We believe it is now time to examine this issue to determine if it is possible to amend these rescission rules or to enact legislation to assist those consumers who have been inconvenienced by these provisions, without jeopardizing current and future efforts to eradicate predatory lending practices. As an alternative to complete elimination of the rescission requirement, there may be certain situations in which it should be permissible for consumers to have the option of waiving the right to rescind the transaction for any reason in order to receive the proceeds at the time of the loan closing. The waiver option could be provided to the consumer at any time between receipt of the loan application and closing, along with an explanation of the consequences to the borrower.

Overdraft Privilege Services

The Fed last year requested comment on whether fees for certain overdraft privilege services, also referred to as “bounce protection,” should be disclosed as a “finance charge” under TILA. The result would be that an APR would have to be calculated for these fees.

In our comment letter to the Fed on this issue, we asserted that although credit unions support disclosing such fees, and indeed are disclosing them as required under the Truth in Savings Act, fees for overdraft privilege services should not be disclosed as a "finance charge." There are a number of compliance difficulties if such a disclosure were required, including the difficulty of calculating and incorporating this fee as part of the APR. Also, the Federal Credit Union Act forbids federal credit unions from offering loans that exceed an interest rate of 18 percent and including such fees in the APR would likely exceed the usury limit. This will discourage credit unions from providing these services, which help members avoid the substantial fees imposed by merchants and others for checks that bounce. This will also likely encourage consumers to use the services of pawnshops and payday lenders and increases the risk that members will be exploited by predatory lenders.
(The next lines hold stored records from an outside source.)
use std::{
    fs::File,
    io::{BufReader, Write},
    path::{Path, PathBuf},
};
use structopt::StructOpt;
use tracing::{debug, info, Level};

use keytree::{Ordered, Sorted, Storage};
use keytree_utils::{
    dump,
    json::{self, JsonTree},
};
use smol_str::SmolStr;

pub type Result<T> = anyhow::Result<T>;

#[derive(StructOpt)]
#[structopt(about = "CLI to inspect and edit JSON documents as flat key trees")]
struct Opts {
    #[structopt(short, parse(from_occurrences = set_log_level), global = true)]
    #[allow(dead_code)] // log level is set in [`set_log_level`]
    /// Increase verbosity
    verbosity: u64,
    #[structopt(long, global = true)]
    /// Enumerate paths in sorted order instead of document order
    sorted: bool,
    #[structopt(subcommand)]
    cmd: Command,
}

fn set_log_level(verbosity: u64) -> u64 {
    let level = match verbosity {
        0 => Level::ERROR,
        1 => Level::INFO,
        2 => Level::DEBUG,
        _ => Level::TRACE,
    };
    tracing_subscriber::fmt()
        .with_max_level(level)
        .with_writer(std::io::stderr)
        .init();
    verbosity
}

#[derive(StructOpt)]
enum Command {
    /// List every path of the document, one per line
    Keys {
        #[structopt(parse(from_os_str))]
        /// JSON document, `-` for stdin
        input: PathBuf,
    },
    /// List every path of the document together with its value, tab separated
    Flat {
        #[structopt(parse(from_os_str))]
        /// JSON document, `-` for stdin
        input: PathBuf,
    },
    /// Print the value or subtree at a path
    Get {
        #[structopt(parse(from_os_str))]
        /// JSON document, `-` for stdin
        input: PathBuf,
        /// Path segments
        path: Vec<String>,
    },
    /// Write a value at a path and print the resulting document.
    /// Values that are not valid JSON are stored as strings.
    Set {
        #[structopt(parse(from_os_str))]
        /// JSON document, `-` for stdin
        input: PathBuf,
        /// The value to write
        value: String,
        /// Path segments
        path: Vec<String>,
    },
    /// Delete the value or subtree at a path and print the resulting document
    Delete {
        #[structopt(parse(from_os_str))]
        /// JSON document, `-` for stdin
        input: PathBuf,
        /// Path segments
        path: Vec<String>,
    },
    /// Render the document as dot. Can be piped directly:
    /// `keytree-cli graph doc.json | dot -Tpng > output.png`.
    /// Nodes are depicted as rectangles, leaves as ellipses.
    Graph {
        #[structopt(parse(from_os_str))]
        /// JSON document, `-` for stdin
        input: PathBuf,
    },
}

fn load<S: Storage<SmolStr>>(input: &Path) -> Result<JsonTree<S>> {
    let tree = if input.as_os_str() == "-" {
        json::from_reader(std::io::stdin().lock())?
    } else {
        json::from_reader(BufReader::new(File::open(input)?))?
    };
    info!(paths = tree.len(), "loaded {}", input.display());
    Ok(tree)
}

fn run<S: Storage<SmolStr>>(cmd: Command) -> Result<()> {
    let stdout = std::io::stdout();
    let mut out = stdout.lock();
    match cmd {
        Command::Keys { input } => {
            let tree = load::<S>(&input)?;
            for path in tree.keys() {
                writeln!(out, "{}", path)?;
            }
        }
        Command::Flat { input } => {
            let tree = load::<S>(&input)?;
            dump::write_flat(&tree, &mut out)?;
        }
        Command::Get { input, path } => {
            let tree = load::<S>(&input)?;
            let slot = tree.get(json::path(&path))?;
            writeln!(out, "{}", serde_json::to_string_pretty(slot)?)?;
        }
        Command::Set { input, value, path } => {
            let mut tree = load::<S>(&input)?;
            let previous = tree.insert_nested(json::path(&path), json::parse_value(&value))?;
            debug!(replaced = previous.is_some(), "set {:?}", path);
            writeln!(out, "{}", json::to_string_pretty(&tree)?)?;
        }
        Command::Delete { input, path } => {
            let mut tree = load::<S>(&input)?;
            tree.remove(json::path(&path))?;
            writeln!(out, "{}", json::to_string_pretty(&tree)?)?;
        }
        Command::Graph { input } => {
            let tree = load::<S>(&input)?;
            dump::graph(&tree, &mut out)?;
        }
    }
    Ok(())
}

fn main() -> Result<()> {
    let opts = Opts::from_args();
    if opts.sorted {
        run::<Sorted>(opts.cmd)
    } else {
        run::<Ordered>(opts.cmd)
    }
}
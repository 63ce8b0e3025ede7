//! plain nested maps, the structural projection of a key tree
use fnv::FnvBuildHasher;
use indexmap::IndexMap;
use std::{hash::Hash, iter::FromIterator};

/// A plain nested map: one level of segments, each holding a value or another map.
pub type NestedMap<K, V> = IndexMap<K, Nested<K, V>, FnvBuildHasher>;

/// A value inside a [`NestedMap`].
///
/// When a nested map is turned into a key tree, every `Map` becomes a child node
/// and every `Value` a leaf.
#[derive(Debug, Clone)]
#[cfg_attr(feature = "serde", derive(serde::Serialize, serde::Deserialize))]
#[cfg_attr(
    feature = "serde",
    serde(
        untagged,
        bound(
            serialize = "K: serde::Serialize, V: serde::Serialize",
            deserialize = "K: serde::Deserialize<'de> + Hash + Eq, V: serde::Deserialize<'de>"
        )
    )
)]
pub enum Nested<K, V> {
    Map(NestedMap<K, V>),
    Value(V),
}

impl<K: Hash + Eq, V> Nested<K, V> {
    /// a map from `(segment, nested)` pairs
    pub fn map(entries: impl IntoIterator<Item = (K, Nested<K, V>)>) -> Self {
        Self::Map(entries.into_iter().collect())
    }

    /// an empty map
    pub fn empty() -> Self {
        Self::Map(NestedMap::default())
    }
}

impl<K, V> Nested<K, V> {
    pub fn is_map(&self) -> bool {
        matches!(self, Self::Map(_))
    }

    pub fn as_value(&self) -> Option<&V> {
        match self {
            Self::Value(v) => Some(v),
            Self::Map(_) => None,
        }
    }

    pub fn as_map(&self) -> Option<&NestedMap<K, V>> {
        match self {
            Self::Map(m) => Some(m),
            Self::Value(_) => None,
        }
    }
}

impl<K: Hash + Eq, V> FromIterator<(K, Nested<K, V>)> for Nested<K, V> {
    fn from_iter<I: IntoIterator<Item = (K, Nested<K, V>)>>(iter: I) -> Self {
        Self::map(iter)
    }
}

/// Structural equality. Maps compare regardless of entry order.
impl<K: Hash + Eq, V: PartialEq> PartialEq for Nested<K, V> {
    fn eq(&self, other: &Self) -> bool {
        match (self, other) {
            (Self::Value(a), Self::Value(b)) => a == b,
            (Self::Map(a), Self::Map(b)) => a == b,
            _ => false,
        }
    }
}

impl<K: Hash + Eq, V: Eq> Eq for Nested<K, V> {}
The Fed is considering these additional regulatory requirements because some financial institutions have engaged in false or misleading advertising when promoting their overdraft privilege services. We are concerned because these requirements will affect credit unions, which have not been engaging in such practices.

To distinguish credit unions from these other financial institutions, the CUNA Board recently approved guidelines that provide all credit unions the opportunity to reaffirm consumer protections and to restate they do not engage in a number of practices that have been subject to such criticisms.
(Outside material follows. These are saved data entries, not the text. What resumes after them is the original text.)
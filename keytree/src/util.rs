pub(crate) trait IterExt<'a>: Iterator + Sized {
    fn boxed(self) -> BoxedIter<'a, Self::Item>;
}

pub type BoxedIter<'a, T> = Box<dyn Iterator<Item = T> + 'a>;

impl<'a, T: Iterator + Sized + 'a> IterExt<'a> for T {
    fn boxed(self) -> BoxedIter<'a, Self::Item> {
        Box::new(self)
    }
}
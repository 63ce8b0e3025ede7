/// Errors of path addressed operations.
///
/// `depth` is the index of the offending segment within the path.
#[derive(Debug, Clone, Copy, PartialEq, Eq, thiserror::Error)]
pub enum Error {
    #[error("Missing key: path does not resolve at segment {}", .depth)]
    MissingKey { depth: usize },

    #[error("Type conflict: segment {} holds a leaf and can not be descended into", .depth)]
    TypeConflict { depth: usize },
}

impl Error {
    pub(crate) fn missing(depth: usize) -> Self {
        Self::MissingKey { depth }
    }

    pub(crate) fn conflict(depth: usize) -> Self {
        Self::TypeConflict { depth }
    }

    pub fn depth(&self) -> usize {
        match self {
            Self::MissingKey { depth } | Self::TypeConflict { depth } => *depth,
        }
    }
}

pub type Result<T> = std::result::Result<T, Error>;
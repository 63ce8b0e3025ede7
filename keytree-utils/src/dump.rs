use keytree::{KeyTreeMap, Slot, Storage};
use std::{collections::BTreeMap, fmt::Display, io::Write};

/// Write the flat view of `tree`, one `path<TAB>value` line per item.
///
/// An empty child node is written with `{}` as its value.
pub fn write_flat<K, V, S>(tree: &KeyTreeMap<K, V, S>, mut out: impl Write) -> std::io::Result<()>
where
    K: Clone + Display,
    V: Display,
    S: Storage<K>,
{
    for (path, slot) in tree.iter() {
        match slot {
            Slot::Leaf(value) => writeln!(out, "{}\t{}", path, value)?,
            Slot::Node(_) => writeln!(out, "{}\t{{}}", path)?,
        }
    }
    Ok(())
}

type Node<'a> = &'a NodeDescriptor;
type Edge<'a> = (usize, usize);

struct TreeGraph {
    nodes: BTreeMap<usize, NodeDescriptor>,
    edges: Vec<(usize, usize)>,
}

enum NodeDescriptor {
    Node { id: usize, label: String },
    Leaf { id: usize, label: String },
}

impl NodeDescriptor {
    fn id(&self) -> usize {
        match self {
            Self::Node { id, .. } | Self::Leaf { id, .. } => *id,
        }
    }

    fn label(&self) -> &str {
        match self {
            Self::Node { label, .. } | Self::Leaf { label, .. } => label,
        }
    }
}

impl TreeGraph {
    fn add<K: Display, V: Display, S: Storage<K>>(&mut self, parent: usize, tree: &KeyTreeMap<K, V, S>) {
        for (segment, slot) in tree.children() {
            let id = self.nodes.len();
            let node = match slot {
                Slot::Leaf(value) => NodeDescriptor::Leaf {
                    id,
                    label: format!("{} = {}", segment, value),
                },
                Slot::Node(_) => NodeDescriptor::Node {
                    id,
                    label: segment.to_string(),
                },
            };
            self.nodes.insert(id, node);
            self.edges.push((parent, id));
            if let Slot::Node(child) = slot {
                self.add(id, child);
            }
        }
    }
}

impl<'a> dot::Labeller<'a, Node<'a>, Edge<'a>> for TreeGraph {
    fn graph_id(&'a self) -> dot::Id<'a> {
        dot::Id::new("keytree").unwrap()
    }

    fn node_id(&'a self, n: &Node<'a>) -> dot::Id<'a> {
        dot::Id::new(format!("N{}", n.id())).unwrap()
    }

    fn node_label(&'a self, n: &Node<'a>) -> dot::LabelText<'a> {
        dot::LabelText::label(n.label())
    }

    fn node_shape(&'a self, n: &Node<'a>) -> Option<dot::LabelText<'a>> {
        let shape = match n {
            NodeDescriptor::Node { .. } => "box",
            NodeDescriptor::Leaf { .. } => "ellipse",
        };
        Some(dot::LabelText::label(shape))
    }
}

impl<'a> dot::GraphWalk<'a, Node<'a>, Edge<'a>> for TreeGraph {
    fn nodes(&'a self) -> dot::Nodes<'a, Node<'a>> {
        self.nodes.values().collect()
    }

    fn edges(&'a self) -> dot::Edges<'a, Edge<'a>> {
        self.edges.iter().cloned().collect()
    }

    fn source(&'a self, edge: &Edge<'a>) -> Node<'a> {
        &self.nodes[&edge.0]
    }

    fn target(&'a self, edge: &Edge<'a>) -> Node<'a> {
        &self.nodes[&edge.1]
    }
}

/// Render `tree` as a Graphviz digraph. The root and every child node are boxes,
/// leaves are ellipses labelled `segment = value`.
pub fn graph<K, V, S>(tree: &KeyTreeMap<K, V, S>, mut out: impl Write) -> std::io::Result<()>
where
    K: Display,
    V: Display,
    S: Storage<K>,
{
    let mut graph = TreeGraph {
        nodes: BTreeMap::new(),
        edges: Vec::new(),
    };
    graph.nodes.insert(
        0,
        NodeDescriptor::Node {
            id: 0,
            label: "root".to_owned(),
        },
    );
    graph.add(0, tree);
    dot::render(&graph, &mut out)
}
Calculation of the Cash Advance Fee

Under Regulation Z, a cash advance fee is a component when calculating the APR. The fee is generally an assessment and is imposed only at the time of the advance. However, under Regulation Z, the calculation of the APR assumes that this fee is assessed on a periodic or month

ly basis, resulting in APR calculations that tend to be much higher than the actual cost of the credit.

Credits unions often charge a specific amount as the cash advance fee, as opposed to a percentage of the amount borrowed. The amount is intended to recoup the cost of providing this convenient service for their members. In these situations, we believe this fee should be disclosed separately and not included in the APR calculation.

Consolidating APR Information When the Rates are the Same

Currently, the APR for purchases, cash advances, and balance transfers must be disclosed in the "Schumer box." Regulation Z provides a model and sample form, which indicate that these APRs should be listed in separate boxes.

For credit unions, the APRs for purchases, cash advances, and balance transfers may be the same. In these situations, we do not believe there should be separate boxes to disclose these rates. If the APR is the same for all of these activities, then it should be appropriate to consolidate this information in one box that clearly states the APR and states that this is the APR for purchases, cash advances, and balance transfers. A disclosure in this format should be less confusing for consumers.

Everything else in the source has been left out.